And how a determined imagination can cast a glamour over the trivialities of life is shown by the aspect in which the barber presents himself to Ralph and the excited host

"Not far from hence, near to a craggy cliff,
At the north end of this distracted town,
There doth stand a lowly house
Ruggedly builded, and in it a cave

In which an ugly giant now doth won (dwell)
Ycleped Barbarossa: in his hand

He shakes a naked lance of purest steel,

With sleeves turn'd up: and him before he wears
A motley garment to preserve his clothes
From blood of those knights which he massacres
And ladies' gent; without the door doth hang
A copper bason, on a prickant spear;

At which no sooner gentle knight can knock
But the shrill sound fierce Barbarossa hears,
And rushing forth brings in the errant knight,
And sets him down in an enchanted chair;
Then with an engine which he hath prepared
With forty teeth, he claws his courtly crown;
Next makes him wink, and underneath his chin
He plants a brazen piece, of mighty bore,
And knocks his bullets round about his cheeks;
Whilst with his fingers and an instrument
With which he snaps his hair off, he doth fill

The wretch's ears with a most hideous noise."

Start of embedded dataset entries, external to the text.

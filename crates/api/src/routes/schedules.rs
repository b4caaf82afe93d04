use axum::{routing::get, Router};
use std::sync::Arc;

use crate::{handlers, ApiState};

pub fn routes() -> Router<Arc<ApiState>> {
    Router::new().route("/api/schedules", get(handlers::schedules::list_schedules))
}
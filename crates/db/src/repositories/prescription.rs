use crate::models::{DbPrescription, DbPrescriptionItem};
use eyre::Result;
use sqlx::{Pool, Postgres, Transaction};

const PRESCRIPTION_COLUMNS: &str = "id, patient, department, doctor, created_at, status";

const ITEM_COLUMNS: &str = "id, prescription_id, medicine_id, name, qty, unit, price";

pub async fn list_prescriptions(
    pool: &Pool<Postgres>,
    status: Option<&str>,
) -> Result<Vec<DbPrescription>> {
    let prescriptions = sqlx::query_as::<_, DbPrescription>(&format!(
        r#"
        SELECT {PRESCRIPTION_COLUMNS}
        FROM pharmacy_prescriptions
        WHERE ($1::VARCHAR IS NULL OR status = $1)
        ORDER BY created_at DESC
        "#,
    ))
    .bind(status)
    .fetch_all(pool)
    .await?;

    Ok(prescriptions)
}

pub async fn get_items_for_prescriptions(
    pool: &Pool<Postgres>,
    prescription_ids: &[String],
) -> Result<Vec<DbPrescriptionItem>> {
    let items = sqlx::query_as::<_, DbPrescriptionItem>(&format!(
        r#"
        SELECT {ITEM_COLUMNS}
        FROM prescription_items
        WHERE prescription_id = ANY($1)
        ORDER BY id
        "#,
    ))
    .bind(prescription_ids)
    .fetch_all(pool)
    .await?;

    Ok(items)
}

/// Locks the prescription row so concurrent status changes serialize.
pub async fn lock_prescription(
    tx: &mut Transaction<'_, Postgres>,
    id: &str,
) -> Result<Option<DbPrescription>> {
    let prescription = sqlx::query_as::<_, DbPrescription>(&format!(
        r#"
        SELECT {PRESCRIPTION_COLUMNS}
        FROM pharmacy_prescriptions
        WHERE id = $1
        FOR UPDATE
        "#,
    ))
    .bind(id)
    .fetch_optional(&mut **tx)
    .await?;

    Ok(prescription)
}

pub async fn get_items(
    tx: &mut Transaction<'_, Postgres>,
    prescription_id: &str,
) -> Result<Vec<DbPrescriptionItem>> {
    let items = sqlx::query_as::<_, DbPrescriptionItem>(&format!(
        r#"
        SELECT {ITEM_COLUMNS}
        FROM prescription_items
        WHERE prescription_id = $1
        ORDER BY id
        "#,
    ))
    .bind(prescription_id)
    .fetch_all(&mut **tx)
    .await?;

    Ok(items)
}

pub async fn set_status(
    tx: &mut Transaction<'_, Postgres>,
    id: &str,
    status: &str,
) -> Result<DbPrescription> {
    let prescription = sqlx::query_as::<_, DbPrescription>(&format!(
        r#"
        UPDATE pharmacy_prescriptions
        SET status = $2
        WHERE id = $1
        RETURNING {PRESCRIPTION_COLUMNS}
        "#,
    ))
    .bind(id)
    .bind(status)
    .fetch_one(&mut **tx)
    .await?;

    Ok(prescription)
}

And not only have Beaumont and Fletcher in the play parodied the heroic ardour and valour of chivalrous novels and dramas, -Ralph's first speech is a parody on a passage in Shakspere's Henry IV., Act i. Scene 1, his last a parody on the opening speech of the ghost of Andrea in the Spanish Tragedy, but they have carried their impartiality to an heroic extent and have parodied themselves. Luce, who believes in Jasper through everything, is hardly distinguishable from many of the heroines of their other plays, who sacrifice everything to love; devoting themselves, without reward or hope, even when they have ceased to believe in those they love. The gift of humour would be a dangerous one to men like Beaumont and Fletcher, sceptical as they naturally were concerning the deeper feelings and meanings of life. Happily the age did not call for that cynical laughter which plays over everything and which finds nothing sacred. This was the spirit of the stage after the

Restoration, but before there was still some memory left of the serious and deep feelings of the best Elizabethan time Parodies and the jeer of scepticism amused, but the age had belief still in the reality of some of its emotions, and it required that its dramatists should be "reverent in the right place."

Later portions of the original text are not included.